Все рядом. Августовские кочевья по простодушному, неприрученному, самолюбивому материку меня убедили: он все вмещает. Недаром же его тайная женственность хочет подчеркнутого мачизма. Совсем еще молодой паренек, muchaho, сидящий у двери шефа, небрежно забавляется кольтом. Он лишь посмеивается над секретаршей, над куколкой, фавориткой, красоткой, когда она вскрикивает, наблюдая это опасное развлечение: “Боитесь, что я в вас попаду?” – “Боюсь, что попадете в себя”. – “И что тут такого? Не понимаю”. Он втискивает дуло меж губ и медленно спускает курок. Выстрел чуть слышен, и смерть беззвучна. Нет, неспроста на фресках во храмах мы ей показываем язык.
Впоследствии колумбийский писатель, с которым мы встретились в Боготе, мне скажет о своих земляках не то с улыбкой, не то с гримаской: “Latinos – своеобразные люди. Мужчины отважны, но их отвага требует публики и восхищения, а женщины безотказны в любви и часто после десятых родов утрачивают дары природы”.

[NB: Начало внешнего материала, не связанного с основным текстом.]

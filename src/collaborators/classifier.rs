//! 基于 LLM 的主意图分类
//!
//! 让模型在四种意图中选出主意图并返回 JSON；解析宽松（去除 markdown 代码块、截取首个 `{...}`），
//! 完全无法解析时返回错误，由调度服务改走纯词法路由。

use std::collections::HashMap;
use std::sync::{Arc, OnceLock};

use anyhow::{anyhow, Context};
use async_trait::async_trait;
use regex::Regex;
use serde::Deserialize;

use crate::collaborators::traits::IntentClassifier;
use crate::dispatch::types::IntentClassification;
use crate::llm::{LlmClient, Message};

/// 模型未给出置信度时的取值
pub const DEFAULT_CONFIDENCE: f32 = 0.8;
const DEFAULT_REASONING: &str = "基于模型分析";

const SYSTEM_PROMPT: &str = r#"你是一个专业的意图识别助手，负责分析用户输入并准确识别用户的意图类型。

请根据用户的输入，判断其属于以下四种意图类型中的哪一种：

1. CONVERSATION - 正常对话：情绪安慰、日常聊天、问候、感情表达等
2. TASK_CREATION - 任务新增：创建新任务、添加待办事项、提到未来需要完成或准备的事情（即使伴随情绪表达）
3. SCHEDULE_PLANNING - 时间调度：时间安排、日程规划、任务时间调整等
4. EXTERNAL_TOOL - 外部工具调用：天气、路线耗时、附近地点、当前时间等需要外部信息的请求

如果一句话包含多个意图，请返回主要意图。"#;

static JSON_BLOCK_RE: OnceLock<Regex> = OnceLock::new();

pub struct LlmIntentClassifier {
    llm: Arc<dyn LlmClient>,
}

impl LlmIntentClassifier {
    pub fn new(llm: Arc<dyn LlmClient>) -> Self {
        Self { llm }
    }

    fn build_messages(text: &str) -> Vec<Message> {
        let user = format!(
            r#"请分析以下用户输入，并识别其意图类型：

用户输入："{text}"

请返回JSON格式的结果：
{{
  "intent": "CONVERSATION|TASK_CREATION|SCHEDULE_PLANNING|EXTERNAL_TOOL",
  "confidence": 0.95,
  "reasoning": "判断理由的简要说明",
  "extracted_info": {{
    "entities": {{"time": "时间实体", "location": "地点实体", "task": "任务内容"}}
  }}
}}

只返回JSON格式，不要包含其他内容。"#
        );
        vec![Message::system(SYSTEM_PROMPT), Message::user(user)]
    }
}

#[async_trait]
impl IntentClassifier for LlmIntentClassifier {
    async fn classify(&self, text: &str) -> anyhow::Result<IntentClassification> {
        let content = self
            .llm
            .complete(&Self::build_messages(text))
            .await
            .map_err(|e| anyhow!(e))
            .context("intent classification request failed")?;
        let classification = parse_classification(&content)?;
        tracing::info!(
            label = %classification.label,
            confidence = classification.confidence,
            "intent classified"
        );
        Ok(classification)
    }

    async fn health_check(&self) -> anyhow::Result<()> {
        self.classify("你好").await.map(|_| ())
    }
}

#[derive(Debug, Deserialize)]
struct RawClassification {
    #[serde(default)]
    intent: Option<String>,
    #[serde(default)]
    confidence: Option<f64>,
    #[serde(default)]
    reasoning: Option<String>,
    #[serde(default)]
    extracted_info: Option<RawExtractedInfo>,
}

#[derive(Debug, Default, Deserialize)]
struct RawExtractedInfo {
    #[serde(default)]
    entities: HashMap<String, serde_json::Value>,
}

/// 解析模型输出；缺失的置信度取默认值，越界的截断到 [0, 1]
pub fn parse_classification(content: &str) -> anyhow::Result<IntentClassification> {
    let cleaned = content.replace("```json", "").replace("```", "");
    let raw: RawClassification = match serde_json::from_str(cleaned.trim()) {
        Ok(raw) => raw,
        Err(first) => {
            let block = JSON_BLOCK_RE
                .get_or_init(|| Regex::new(r"(?s)\{.*\}").expect("valid json block pattern"))
                .find(content)
                .ok_or_else(|| anyhow!("no JSON object in classifier output: {first}"))?;
            serde_json::from_str(block.as_str())
                .context("classifier output is not a valid classification")?
        }
    };

    let mut classification = IntentClassification::from_label(
        raw.intent.unwrap_or_default(),
        raw.confidence.map(|c| c as f32).unwrap_or(DEFAULT_CONFIDENCE),
        raw.reasoning
            .filter(|r| !r.trim().is_empty())
            .unwrap_or_else(|| DEFAULT_REASONING.to_string()),
    );

    let entities = raw.extracted_info.unwrap_or_default().entities;
    for (key, value) in entities {
        if let serde_json::Value::String(s) = value {
            if !s.trim().is_empty() {
                classification = classification.with_entity(key, s);
            }
        }
    }
    Ok(classification)
}

#[cfg(test)]
mod tests {
    use super::*;
    use crate::dispatch::types::ActionKind;
    use crate::llm::MockLlmClient;

    #[test]
    fn test_parse_fenced_json() {
        let content = "```json\n{\"intent\": \"TASK_CREATION\", \"confidence\": 0.92, \"reasoning\": \"提到明天开会\", \"extracted_info\": {\"entities\": {\"time\": \"明天\", \"location\": null}}}\n```";
        let c = parse_classification(content).unwrap();
        assert_eq!(c.intent, Some(ActionKind::TaskCreation));
        assert!((c.confidence - 0.92).abs() < 1e-6);
        assert_eq!(c.entities.get("time").map(String::as_str), Some("明天"));
        assert!(!c.entities.contains_key("location"));
    }

    #[test]
    fn test_parse_embedded_json_and_defaults() {
        let content = "好的，结果如下：{\"intent\": \"external_tool\"} 希望有帮助";
        let c = parse_classification(content).unwrap();
        assert_eq!(c.intent, Some(ActionKind::ExternalTool));
        assert_eq!(c.confidence, DEFAULT_CONFIDENCE);
        assert_eq!(c.reasoning, DEFAULT_REASONING);
    }

    #[test]
    fn test_parse_clamps_and_keeps_unknown_label() {
        let c = parse_classification(r#"{"intent": "SHOPPING", "confidence": 3.5}"#).unwrap();
        assert_eq!(c.intent, None);
        assert_eq!(c.label, "SHOPPING");
        assert_eq!(c.confidence, 1.0);
    }

    #[test]
    fn test_parse_garbage_is_error() {
        assert!(parse_classification("我觉得是对话").is_err());
        assert!(parse_classification("{not json}").is_err());
    }

    #[tokio::test]
    async fn test_classify_via_llm() {
        let llm = Arc::new(MockLlmClient::scripted([Ok(
            r#"{"intent": "CONVERSATION", "confidence": 0.7, "reasoning": "问候"}"#,
        )]));
        let classifier = LlmIntentClassifier::new(llm.clone());
        let c = classifier.classify("你好").await.unwrap();
        assert_eq!(c.intent, Some(ActionKind::Conversation));

        let requests = llm.requests();
        assert!(requests[0][1].content.contains("你好"));
        // 预设回复用完，LLM 报错即分类失败
        assert!(classifier.classify("再来").await.is_err());
    }
}
//! LLM 层：客户端抽象与实现（OpenAI 兼容 / 通义千问 / Mock）

pub mod message;
pub mod mock;
pub mod openai;
pub mod qwen;
pub mod traits;

use std::sync::Arc;
use std::time::Duration;

pub use message::{Message, Role};
pub use mock::MockLlmClient;
pub use openai::OpenAiClient;
pub use qwen::{create_qwen_client, QWEN_PLUS};
pub use traits::LlmClient;

use crate::config::LlmSection;

/// 根据配置与环境变量选择 LLM 后端；缺少 Key 时退回 Mock（调度走本地降级）
pub fn create_llm_from_config(cfg: &LlmSection) -> Arc<dyn LlmClient> {
    let provider = cfg.provider.to_lowercase();
    let timeout = Duration::from_secs(cfg.timeouts.request);

    match provider.as_str() {
        "qwen" | "dashscope" if qwen::qwen_api_key().is_some() => {
            tracing::info!("Using Qwen LLM ({})", cfg.model);
            Arc::new(
                create_qwen_client(Some(&cfg.model), cfg.base_url.as_deref())
                    .with_request_timeout(timeout),
            )
        }
        "openai" if std::env::var("OPENAI_API_KEY").is_ok() => {
            tracing::info!("Using OpenAI LLM ({})", cfg.model);
            Arc::new(
                OpenAiClient::new(
                    cfg.base_url.as_deref(),
                    &cfg.model,
                    std::env::var("OPENAI_API_KEY").ok().as_deref(),
                )
                .with_request_timeout(timeout),
            )
        }
        "mock" => {
            tracing::info!("Using Mock LLM");
            Arc::new(MockLlmClient::new())
        }
        other => {
            tracing::warn!(provider = other, "No API key set or provider unknown, using Mock LLM");
            Arc::new(MockLlmClient::new())
        }
    }
}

Ну что же, всеведущий драматург заметил, что этот мир – театр. И если бы всемогущая сила перенесла в наши дни Шекспира, он бы увидел, сколь справедливо и безупречно его открытие. Но люди, рожденные в этой топке, не думают, что они актеры. Они такие, какие есть. Просто на Юге быстрей догадываются, что жизнь – это предмет искусства. С первого мига и с первого слова они начинают свою игру и помнят, что всяческие эффекты входят в одно из ее условий, что броская реплика под занавес может расцветить всю твою роль. Прав был усатый нескладный Маркес, когда он накренил реализм и взмахом пера приблизил чудо, сделав его закономерным, просто соединил его с почвой.
Все рядом – немыслимое и повседневное. Все по-домашнему. Все сплелось. На этой земле, где привычно буйствует декоративный оперный мир, я понимаю, как Маркес зорок. Чудо естественно, даже буднично. Можно подпрыгнуть и зависнуть, можно стать частью воды и суши. Только впусти в себя и раствори в своем распахнувшемся существе кошачью истому желтых Кариб, почувствуй простор бесконечной сельвы, хлебни безрассудней горячего ветра, поглубже, пока он не хлынет в легкие, а там все зависит от высшей воли – либо он разорвет их в клочья, либо прочистит до основания.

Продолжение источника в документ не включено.